● SOURCE MATERIAL
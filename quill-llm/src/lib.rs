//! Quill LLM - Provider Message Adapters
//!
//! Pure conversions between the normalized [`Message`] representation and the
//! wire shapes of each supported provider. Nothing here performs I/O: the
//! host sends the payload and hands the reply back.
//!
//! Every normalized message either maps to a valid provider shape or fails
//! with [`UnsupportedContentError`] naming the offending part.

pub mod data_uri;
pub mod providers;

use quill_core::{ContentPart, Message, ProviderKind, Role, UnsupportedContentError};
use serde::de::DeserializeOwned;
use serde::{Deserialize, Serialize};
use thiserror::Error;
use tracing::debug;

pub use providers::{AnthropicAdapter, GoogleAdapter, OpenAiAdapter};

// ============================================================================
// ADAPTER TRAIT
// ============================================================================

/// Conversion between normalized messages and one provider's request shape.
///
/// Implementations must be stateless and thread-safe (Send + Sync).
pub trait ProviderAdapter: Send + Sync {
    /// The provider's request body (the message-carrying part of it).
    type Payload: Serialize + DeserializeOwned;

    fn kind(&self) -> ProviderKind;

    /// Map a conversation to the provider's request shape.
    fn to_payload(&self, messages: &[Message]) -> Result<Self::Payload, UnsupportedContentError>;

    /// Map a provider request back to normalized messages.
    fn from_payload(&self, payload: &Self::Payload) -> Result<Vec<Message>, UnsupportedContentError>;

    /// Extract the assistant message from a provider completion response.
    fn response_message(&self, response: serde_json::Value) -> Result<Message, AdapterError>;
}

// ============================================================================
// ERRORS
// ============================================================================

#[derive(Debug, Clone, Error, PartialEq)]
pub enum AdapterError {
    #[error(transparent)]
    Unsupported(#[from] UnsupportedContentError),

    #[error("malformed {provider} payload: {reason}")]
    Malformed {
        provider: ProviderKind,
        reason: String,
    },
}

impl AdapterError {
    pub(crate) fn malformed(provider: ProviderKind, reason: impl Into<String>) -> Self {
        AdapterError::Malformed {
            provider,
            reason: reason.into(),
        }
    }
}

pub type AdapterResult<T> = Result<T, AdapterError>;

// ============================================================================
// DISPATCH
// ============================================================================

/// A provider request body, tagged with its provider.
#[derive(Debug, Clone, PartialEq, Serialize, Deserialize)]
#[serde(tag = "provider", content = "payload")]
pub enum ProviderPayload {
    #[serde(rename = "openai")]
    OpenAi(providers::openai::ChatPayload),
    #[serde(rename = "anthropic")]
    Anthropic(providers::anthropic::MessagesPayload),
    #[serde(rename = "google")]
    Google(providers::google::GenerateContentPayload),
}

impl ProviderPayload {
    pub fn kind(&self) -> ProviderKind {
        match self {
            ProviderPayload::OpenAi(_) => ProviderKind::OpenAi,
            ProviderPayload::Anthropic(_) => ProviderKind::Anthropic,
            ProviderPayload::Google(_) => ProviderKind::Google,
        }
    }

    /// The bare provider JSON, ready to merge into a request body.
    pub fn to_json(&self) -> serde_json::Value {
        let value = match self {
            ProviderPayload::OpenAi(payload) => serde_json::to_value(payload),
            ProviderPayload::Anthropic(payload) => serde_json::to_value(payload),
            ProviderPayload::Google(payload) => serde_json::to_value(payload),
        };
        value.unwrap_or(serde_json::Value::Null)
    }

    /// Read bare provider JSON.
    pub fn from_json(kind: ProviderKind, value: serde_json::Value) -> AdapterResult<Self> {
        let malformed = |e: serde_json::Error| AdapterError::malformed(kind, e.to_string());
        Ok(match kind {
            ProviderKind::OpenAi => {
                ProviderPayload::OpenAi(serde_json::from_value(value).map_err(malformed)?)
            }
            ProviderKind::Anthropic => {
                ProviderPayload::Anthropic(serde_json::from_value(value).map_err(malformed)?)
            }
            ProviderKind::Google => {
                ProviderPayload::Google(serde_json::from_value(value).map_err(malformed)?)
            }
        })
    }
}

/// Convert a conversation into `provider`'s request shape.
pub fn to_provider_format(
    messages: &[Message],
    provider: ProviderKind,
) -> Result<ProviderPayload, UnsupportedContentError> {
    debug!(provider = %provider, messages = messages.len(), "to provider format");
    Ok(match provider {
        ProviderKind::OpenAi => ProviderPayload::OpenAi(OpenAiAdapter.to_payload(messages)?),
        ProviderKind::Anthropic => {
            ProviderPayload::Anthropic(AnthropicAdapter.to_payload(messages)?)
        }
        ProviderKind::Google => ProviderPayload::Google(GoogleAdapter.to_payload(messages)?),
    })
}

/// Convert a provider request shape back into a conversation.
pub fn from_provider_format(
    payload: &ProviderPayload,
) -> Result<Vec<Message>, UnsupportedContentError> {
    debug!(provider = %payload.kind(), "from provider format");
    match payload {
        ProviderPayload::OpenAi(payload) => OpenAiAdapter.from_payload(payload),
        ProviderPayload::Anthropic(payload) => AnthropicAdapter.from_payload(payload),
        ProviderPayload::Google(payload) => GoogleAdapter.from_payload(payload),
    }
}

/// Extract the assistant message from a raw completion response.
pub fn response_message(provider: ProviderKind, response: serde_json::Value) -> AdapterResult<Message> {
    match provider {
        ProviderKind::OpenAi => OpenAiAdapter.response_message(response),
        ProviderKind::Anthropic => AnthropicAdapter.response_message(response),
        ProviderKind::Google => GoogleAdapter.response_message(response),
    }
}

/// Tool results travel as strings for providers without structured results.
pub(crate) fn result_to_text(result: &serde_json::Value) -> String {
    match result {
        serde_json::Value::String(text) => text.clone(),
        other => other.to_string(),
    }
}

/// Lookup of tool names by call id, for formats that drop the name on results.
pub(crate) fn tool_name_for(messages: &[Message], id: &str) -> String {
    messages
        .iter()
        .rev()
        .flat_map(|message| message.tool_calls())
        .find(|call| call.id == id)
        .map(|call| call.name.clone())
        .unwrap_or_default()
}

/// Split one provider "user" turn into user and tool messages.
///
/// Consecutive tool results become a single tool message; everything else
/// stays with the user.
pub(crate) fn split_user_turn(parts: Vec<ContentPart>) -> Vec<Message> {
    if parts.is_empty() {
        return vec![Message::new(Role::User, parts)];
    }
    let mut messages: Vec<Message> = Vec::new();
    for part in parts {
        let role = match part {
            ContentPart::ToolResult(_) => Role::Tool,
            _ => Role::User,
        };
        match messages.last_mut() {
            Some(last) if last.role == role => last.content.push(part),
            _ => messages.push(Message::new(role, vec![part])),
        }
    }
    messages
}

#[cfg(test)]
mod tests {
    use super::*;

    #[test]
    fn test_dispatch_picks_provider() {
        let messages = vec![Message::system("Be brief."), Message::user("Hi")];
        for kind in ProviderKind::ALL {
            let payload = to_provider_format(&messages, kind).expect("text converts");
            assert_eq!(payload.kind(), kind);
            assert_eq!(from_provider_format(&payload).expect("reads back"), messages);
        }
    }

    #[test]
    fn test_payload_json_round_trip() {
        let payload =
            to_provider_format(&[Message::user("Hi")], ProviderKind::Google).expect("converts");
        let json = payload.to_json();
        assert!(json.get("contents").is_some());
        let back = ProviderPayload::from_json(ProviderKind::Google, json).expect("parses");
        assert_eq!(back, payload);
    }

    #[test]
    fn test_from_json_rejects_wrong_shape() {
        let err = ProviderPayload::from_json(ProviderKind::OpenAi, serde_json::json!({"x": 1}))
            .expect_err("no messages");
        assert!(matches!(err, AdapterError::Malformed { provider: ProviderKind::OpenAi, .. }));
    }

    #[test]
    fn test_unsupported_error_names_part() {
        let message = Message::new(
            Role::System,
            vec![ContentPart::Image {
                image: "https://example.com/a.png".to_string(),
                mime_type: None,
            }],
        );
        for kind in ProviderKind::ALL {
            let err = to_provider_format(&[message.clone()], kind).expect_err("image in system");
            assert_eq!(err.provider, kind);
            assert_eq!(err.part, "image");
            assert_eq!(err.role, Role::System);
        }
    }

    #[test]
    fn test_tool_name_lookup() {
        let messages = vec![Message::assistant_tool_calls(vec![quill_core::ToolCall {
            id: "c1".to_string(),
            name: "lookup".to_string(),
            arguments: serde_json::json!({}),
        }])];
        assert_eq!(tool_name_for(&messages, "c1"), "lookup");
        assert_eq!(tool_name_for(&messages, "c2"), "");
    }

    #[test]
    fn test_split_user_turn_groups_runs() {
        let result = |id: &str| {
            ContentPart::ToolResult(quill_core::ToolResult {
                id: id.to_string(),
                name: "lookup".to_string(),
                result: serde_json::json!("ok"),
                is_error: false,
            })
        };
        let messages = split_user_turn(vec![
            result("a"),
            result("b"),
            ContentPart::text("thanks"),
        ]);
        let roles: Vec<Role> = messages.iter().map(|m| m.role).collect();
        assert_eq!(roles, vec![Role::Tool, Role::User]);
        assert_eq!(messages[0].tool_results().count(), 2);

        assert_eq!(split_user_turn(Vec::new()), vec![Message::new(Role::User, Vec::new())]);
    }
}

--

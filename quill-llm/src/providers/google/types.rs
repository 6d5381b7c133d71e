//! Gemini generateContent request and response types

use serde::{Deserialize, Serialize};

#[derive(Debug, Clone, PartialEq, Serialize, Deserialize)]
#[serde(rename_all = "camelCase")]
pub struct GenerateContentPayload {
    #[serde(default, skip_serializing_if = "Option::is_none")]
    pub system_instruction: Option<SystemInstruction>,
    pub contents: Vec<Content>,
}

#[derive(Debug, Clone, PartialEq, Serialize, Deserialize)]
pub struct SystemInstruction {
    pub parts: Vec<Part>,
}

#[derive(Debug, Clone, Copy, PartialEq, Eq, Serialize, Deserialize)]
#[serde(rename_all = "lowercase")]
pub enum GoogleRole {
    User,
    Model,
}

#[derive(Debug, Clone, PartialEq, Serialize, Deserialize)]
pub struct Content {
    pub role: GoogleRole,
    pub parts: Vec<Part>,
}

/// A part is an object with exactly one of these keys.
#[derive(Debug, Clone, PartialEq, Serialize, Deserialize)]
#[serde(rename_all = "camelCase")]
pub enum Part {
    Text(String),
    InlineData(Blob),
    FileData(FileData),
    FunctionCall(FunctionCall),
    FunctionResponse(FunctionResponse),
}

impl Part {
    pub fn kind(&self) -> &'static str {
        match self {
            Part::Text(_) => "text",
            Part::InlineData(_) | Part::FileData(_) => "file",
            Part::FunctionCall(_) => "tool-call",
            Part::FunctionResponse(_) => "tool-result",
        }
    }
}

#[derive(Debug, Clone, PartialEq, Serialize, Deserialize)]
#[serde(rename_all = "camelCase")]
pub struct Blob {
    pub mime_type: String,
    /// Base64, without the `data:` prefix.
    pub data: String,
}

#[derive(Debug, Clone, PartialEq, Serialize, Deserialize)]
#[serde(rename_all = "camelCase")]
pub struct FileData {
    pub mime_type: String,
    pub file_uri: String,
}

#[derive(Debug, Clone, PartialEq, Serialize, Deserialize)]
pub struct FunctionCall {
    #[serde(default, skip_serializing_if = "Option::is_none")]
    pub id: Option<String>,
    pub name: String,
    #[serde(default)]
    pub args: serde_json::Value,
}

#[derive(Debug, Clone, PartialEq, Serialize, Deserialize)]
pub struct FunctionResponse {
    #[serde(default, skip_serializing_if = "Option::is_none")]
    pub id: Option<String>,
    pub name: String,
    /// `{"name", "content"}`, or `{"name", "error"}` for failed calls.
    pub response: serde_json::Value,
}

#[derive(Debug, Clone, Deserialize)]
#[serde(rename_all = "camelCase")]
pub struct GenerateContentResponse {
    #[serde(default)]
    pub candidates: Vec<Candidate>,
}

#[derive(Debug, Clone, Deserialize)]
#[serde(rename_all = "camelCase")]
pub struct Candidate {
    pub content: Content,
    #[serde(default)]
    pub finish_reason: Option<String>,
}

● EXERCISE GOAL
Within the entries above, how many lines contain "push"? Respond with the number only.

● EXERCISE SOLUTION
2